▶ [What this task involves] In the data that follows, find the line with "pub const TLS_KEY_PATH_ENV: &str"; transcribe it, every later line up to the one with "pub const DEFAULT_LOG_FILTER: &str", and that line as well, exactly and with no others.

▶ [Data]
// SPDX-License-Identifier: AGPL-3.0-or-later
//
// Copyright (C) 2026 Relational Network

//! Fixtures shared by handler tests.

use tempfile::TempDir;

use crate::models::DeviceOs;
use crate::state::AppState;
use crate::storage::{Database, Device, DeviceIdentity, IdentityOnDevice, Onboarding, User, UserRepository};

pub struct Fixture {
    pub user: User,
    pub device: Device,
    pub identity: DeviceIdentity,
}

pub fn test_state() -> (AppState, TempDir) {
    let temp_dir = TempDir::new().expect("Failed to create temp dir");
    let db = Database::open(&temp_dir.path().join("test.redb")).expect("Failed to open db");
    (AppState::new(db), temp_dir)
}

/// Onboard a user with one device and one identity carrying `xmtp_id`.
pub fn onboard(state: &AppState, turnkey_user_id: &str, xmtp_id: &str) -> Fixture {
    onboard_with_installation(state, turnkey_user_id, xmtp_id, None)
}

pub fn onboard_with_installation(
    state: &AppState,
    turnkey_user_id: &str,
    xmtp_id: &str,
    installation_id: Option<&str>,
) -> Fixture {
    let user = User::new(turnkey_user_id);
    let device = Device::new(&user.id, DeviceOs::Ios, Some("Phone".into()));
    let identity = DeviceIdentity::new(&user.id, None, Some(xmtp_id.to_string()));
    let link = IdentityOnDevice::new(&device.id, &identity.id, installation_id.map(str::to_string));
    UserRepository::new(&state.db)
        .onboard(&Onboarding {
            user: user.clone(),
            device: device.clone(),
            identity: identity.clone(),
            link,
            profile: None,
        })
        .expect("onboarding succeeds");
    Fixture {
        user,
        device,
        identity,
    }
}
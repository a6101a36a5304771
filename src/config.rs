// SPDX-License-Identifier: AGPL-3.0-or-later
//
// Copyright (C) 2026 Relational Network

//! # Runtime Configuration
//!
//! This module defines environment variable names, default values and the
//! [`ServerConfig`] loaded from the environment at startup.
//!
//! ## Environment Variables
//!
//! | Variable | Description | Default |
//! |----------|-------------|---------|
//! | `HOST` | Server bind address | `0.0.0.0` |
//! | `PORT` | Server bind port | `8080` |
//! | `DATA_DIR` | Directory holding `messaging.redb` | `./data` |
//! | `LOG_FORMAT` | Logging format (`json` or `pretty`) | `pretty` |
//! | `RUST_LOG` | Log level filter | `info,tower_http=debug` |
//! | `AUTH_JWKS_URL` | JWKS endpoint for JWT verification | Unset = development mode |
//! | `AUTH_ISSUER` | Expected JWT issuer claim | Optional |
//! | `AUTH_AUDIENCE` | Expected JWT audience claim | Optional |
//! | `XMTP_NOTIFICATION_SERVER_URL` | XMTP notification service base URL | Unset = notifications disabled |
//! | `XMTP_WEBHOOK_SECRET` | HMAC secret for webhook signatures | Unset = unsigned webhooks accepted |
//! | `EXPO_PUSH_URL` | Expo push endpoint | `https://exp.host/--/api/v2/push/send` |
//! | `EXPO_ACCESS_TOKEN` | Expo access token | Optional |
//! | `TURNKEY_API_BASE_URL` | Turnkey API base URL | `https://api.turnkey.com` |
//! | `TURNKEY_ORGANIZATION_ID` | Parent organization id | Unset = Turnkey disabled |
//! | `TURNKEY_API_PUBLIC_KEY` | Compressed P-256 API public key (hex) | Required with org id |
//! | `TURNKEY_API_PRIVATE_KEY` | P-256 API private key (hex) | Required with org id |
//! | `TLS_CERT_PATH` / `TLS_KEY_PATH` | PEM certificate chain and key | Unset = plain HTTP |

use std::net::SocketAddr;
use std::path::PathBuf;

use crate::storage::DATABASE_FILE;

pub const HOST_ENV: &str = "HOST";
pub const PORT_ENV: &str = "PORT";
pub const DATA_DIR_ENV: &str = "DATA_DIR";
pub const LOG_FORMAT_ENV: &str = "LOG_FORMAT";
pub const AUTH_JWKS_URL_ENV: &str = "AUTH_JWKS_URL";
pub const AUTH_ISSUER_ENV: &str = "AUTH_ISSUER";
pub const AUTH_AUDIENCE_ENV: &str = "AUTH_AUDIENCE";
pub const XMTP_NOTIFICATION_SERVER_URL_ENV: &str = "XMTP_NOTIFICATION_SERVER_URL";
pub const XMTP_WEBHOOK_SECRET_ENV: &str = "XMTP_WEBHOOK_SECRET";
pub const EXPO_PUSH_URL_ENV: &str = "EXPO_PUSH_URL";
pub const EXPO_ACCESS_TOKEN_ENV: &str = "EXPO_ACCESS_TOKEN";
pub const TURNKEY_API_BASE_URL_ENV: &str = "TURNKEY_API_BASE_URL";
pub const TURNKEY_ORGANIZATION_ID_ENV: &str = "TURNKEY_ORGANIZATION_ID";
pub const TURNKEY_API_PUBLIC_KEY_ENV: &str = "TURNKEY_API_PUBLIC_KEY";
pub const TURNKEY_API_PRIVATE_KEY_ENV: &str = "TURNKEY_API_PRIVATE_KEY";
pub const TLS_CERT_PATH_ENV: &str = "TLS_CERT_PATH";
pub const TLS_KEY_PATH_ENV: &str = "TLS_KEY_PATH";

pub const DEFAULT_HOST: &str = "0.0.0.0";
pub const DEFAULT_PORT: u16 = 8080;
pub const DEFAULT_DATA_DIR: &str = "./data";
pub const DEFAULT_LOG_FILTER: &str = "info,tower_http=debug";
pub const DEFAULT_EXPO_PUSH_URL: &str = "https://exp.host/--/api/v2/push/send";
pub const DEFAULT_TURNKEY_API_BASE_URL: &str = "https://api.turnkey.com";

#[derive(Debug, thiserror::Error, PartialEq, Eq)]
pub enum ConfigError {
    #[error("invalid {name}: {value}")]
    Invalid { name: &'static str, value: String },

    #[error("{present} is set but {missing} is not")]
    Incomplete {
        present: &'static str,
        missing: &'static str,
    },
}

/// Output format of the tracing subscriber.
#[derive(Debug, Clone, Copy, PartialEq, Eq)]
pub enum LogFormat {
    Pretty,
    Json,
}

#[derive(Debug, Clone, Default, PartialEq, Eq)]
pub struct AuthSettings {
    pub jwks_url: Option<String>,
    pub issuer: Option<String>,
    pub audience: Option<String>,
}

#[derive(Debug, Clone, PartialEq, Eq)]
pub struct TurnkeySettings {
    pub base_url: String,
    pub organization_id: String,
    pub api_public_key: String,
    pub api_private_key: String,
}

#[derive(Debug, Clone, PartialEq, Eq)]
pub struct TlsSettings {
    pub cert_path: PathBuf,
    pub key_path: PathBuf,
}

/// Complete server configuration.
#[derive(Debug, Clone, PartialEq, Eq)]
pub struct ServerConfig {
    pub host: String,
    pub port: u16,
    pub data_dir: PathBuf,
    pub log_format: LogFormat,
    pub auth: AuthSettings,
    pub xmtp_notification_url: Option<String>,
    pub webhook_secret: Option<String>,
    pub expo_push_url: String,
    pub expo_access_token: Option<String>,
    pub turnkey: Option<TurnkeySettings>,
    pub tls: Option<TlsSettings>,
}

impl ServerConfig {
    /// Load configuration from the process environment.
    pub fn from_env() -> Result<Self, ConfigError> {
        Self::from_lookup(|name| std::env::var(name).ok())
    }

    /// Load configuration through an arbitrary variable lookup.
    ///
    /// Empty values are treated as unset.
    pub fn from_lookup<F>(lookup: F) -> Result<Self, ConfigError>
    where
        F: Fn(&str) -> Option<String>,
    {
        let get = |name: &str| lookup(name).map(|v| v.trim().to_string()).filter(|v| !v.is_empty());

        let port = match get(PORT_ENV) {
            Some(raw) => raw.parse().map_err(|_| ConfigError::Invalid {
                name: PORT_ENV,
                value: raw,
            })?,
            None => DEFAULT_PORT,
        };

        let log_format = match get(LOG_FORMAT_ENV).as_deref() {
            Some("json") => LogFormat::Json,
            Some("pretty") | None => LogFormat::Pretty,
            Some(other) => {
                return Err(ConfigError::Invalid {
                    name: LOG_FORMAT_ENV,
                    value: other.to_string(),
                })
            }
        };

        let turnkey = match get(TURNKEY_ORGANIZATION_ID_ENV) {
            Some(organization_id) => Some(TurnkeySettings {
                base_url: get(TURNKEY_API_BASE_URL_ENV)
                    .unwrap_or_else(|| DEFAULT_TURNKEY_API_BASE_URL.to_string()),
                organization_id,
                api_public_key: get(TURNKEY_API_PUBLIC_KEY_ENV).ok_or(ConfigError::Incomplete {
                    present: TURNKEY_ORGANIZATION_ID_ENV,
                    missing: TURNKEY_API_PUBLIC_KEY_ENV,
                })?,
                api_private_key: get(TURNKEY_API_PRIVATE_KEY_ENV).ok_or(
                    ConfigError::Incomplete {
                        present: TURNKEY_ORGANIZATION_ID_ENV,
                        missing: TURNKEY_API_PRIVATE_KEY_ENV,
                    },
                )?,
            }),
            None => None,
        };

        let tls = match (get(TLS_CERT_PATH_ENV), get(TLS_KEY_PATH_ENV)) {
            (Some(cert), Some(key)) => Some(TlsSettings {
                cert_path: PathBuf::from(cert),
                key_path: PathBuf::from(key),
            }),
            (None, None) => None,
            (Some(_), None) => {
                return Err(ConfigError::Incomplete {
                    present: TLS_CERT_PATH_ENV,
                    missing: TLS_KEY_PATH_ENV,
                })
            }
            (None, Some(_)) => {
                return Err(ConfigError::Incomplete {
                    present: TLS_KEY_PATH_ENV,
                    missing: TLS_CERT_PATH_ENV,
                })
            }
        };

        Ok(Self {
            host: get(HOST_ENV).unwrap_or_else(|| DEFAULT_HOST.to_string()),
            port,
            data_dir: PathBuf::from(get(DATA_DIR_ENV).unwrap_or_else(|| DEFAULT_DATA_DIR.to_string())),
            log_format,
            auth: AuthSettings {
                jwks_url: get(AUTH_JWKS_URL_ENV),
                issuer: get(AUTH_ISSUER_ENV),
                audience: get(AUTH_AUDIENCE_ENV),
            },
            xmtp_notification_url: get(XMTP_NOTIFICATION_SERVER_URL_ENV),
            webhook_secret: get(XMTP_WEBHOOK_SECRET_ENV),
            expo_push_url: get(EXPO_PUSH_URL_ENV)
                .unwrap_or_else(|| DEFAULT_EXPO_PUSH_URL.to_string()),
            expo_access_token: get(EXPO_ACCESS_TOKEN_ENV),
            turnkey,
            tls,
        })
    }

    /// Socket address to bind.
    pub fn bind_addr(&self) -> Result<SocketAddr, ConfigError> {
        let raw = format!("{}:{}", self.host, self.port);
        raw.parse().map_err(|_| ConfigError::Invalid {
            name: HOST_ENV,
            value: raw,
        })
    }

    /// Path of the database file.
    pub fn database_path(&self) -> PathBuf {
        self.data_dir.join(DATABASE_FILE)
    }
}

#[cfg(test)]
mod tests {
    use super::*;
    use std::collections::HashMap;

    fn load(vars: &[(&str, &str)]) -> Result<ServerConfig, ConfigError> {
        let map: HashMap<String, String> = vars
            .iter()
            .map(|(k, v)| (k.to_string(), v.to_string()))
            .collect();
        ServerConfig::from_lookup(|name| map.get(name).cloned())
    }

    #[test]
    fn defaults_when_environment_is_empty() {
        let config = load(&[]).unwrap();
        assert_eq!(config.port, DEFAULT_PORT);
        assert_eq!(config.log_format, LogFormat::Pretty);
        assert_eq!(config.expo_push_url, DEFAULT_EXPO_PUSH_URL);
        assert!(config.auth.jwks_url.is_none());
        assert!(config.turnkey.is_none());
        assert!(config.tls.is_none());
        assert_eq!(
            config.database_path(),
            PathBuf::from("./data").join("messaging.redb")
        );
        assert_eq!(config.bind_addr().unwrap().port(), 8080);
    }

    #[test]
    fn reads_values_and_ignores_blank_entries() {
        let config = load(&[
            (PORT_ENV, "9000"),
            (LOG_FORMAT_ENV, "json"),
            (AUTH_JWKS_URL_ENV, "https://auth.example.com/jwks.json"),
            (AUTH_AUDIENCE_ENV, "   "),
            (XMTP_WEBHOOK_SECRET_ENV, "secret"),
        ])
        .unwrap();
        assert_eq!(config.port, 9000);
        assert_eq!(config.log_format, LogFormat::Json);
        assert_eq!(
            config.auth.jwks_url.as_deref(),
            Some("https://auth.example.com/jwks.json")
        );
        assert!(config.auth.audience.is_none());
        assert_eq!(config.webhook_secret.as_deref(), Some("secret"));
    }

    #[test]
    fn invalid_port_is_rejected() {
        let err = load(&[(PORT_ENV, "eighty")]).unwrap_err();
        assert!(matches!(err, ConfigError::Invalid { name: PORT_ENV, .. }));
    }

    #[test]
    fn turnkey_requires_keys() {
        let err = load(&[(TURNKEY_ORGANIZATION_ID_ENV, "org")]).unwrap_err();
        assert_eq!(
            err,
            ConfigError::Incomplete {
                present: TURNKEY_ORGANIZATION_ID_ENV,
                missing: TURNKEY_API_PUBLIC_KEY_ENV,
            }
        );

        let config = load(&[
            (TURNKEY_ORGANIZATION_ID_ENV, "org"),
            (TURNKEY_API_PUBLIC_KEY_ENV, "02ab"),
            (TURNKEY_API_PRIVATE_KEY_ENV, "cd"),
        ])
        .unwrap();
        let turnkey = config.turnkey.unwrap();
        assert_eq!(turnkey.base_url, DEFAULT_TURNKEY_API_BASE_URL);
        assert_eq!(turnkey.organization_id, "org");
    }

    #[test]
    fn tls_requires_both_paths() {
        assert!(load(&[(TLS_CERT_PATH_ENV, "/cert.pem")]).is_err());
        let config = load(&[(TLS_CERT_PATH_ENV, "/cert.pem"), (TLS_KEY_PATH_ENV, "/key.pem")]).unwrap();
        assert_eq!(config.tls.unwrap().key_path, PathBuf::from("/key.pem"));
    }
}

▶ [Your solution]
pub const TLS_KEY_PATH_ENV: &str = "TLS_KEY_PATH";

pub const DEFAULT_HOST: &str = "0.0.0.0";
pub const DEFAULT_PORT: u16 = 8080;
pub const DEFAULT_DATA_DIR: &str = "./data";
pub const DEFAULT_LOG_FILTER: &str = "info,tower_http=debug";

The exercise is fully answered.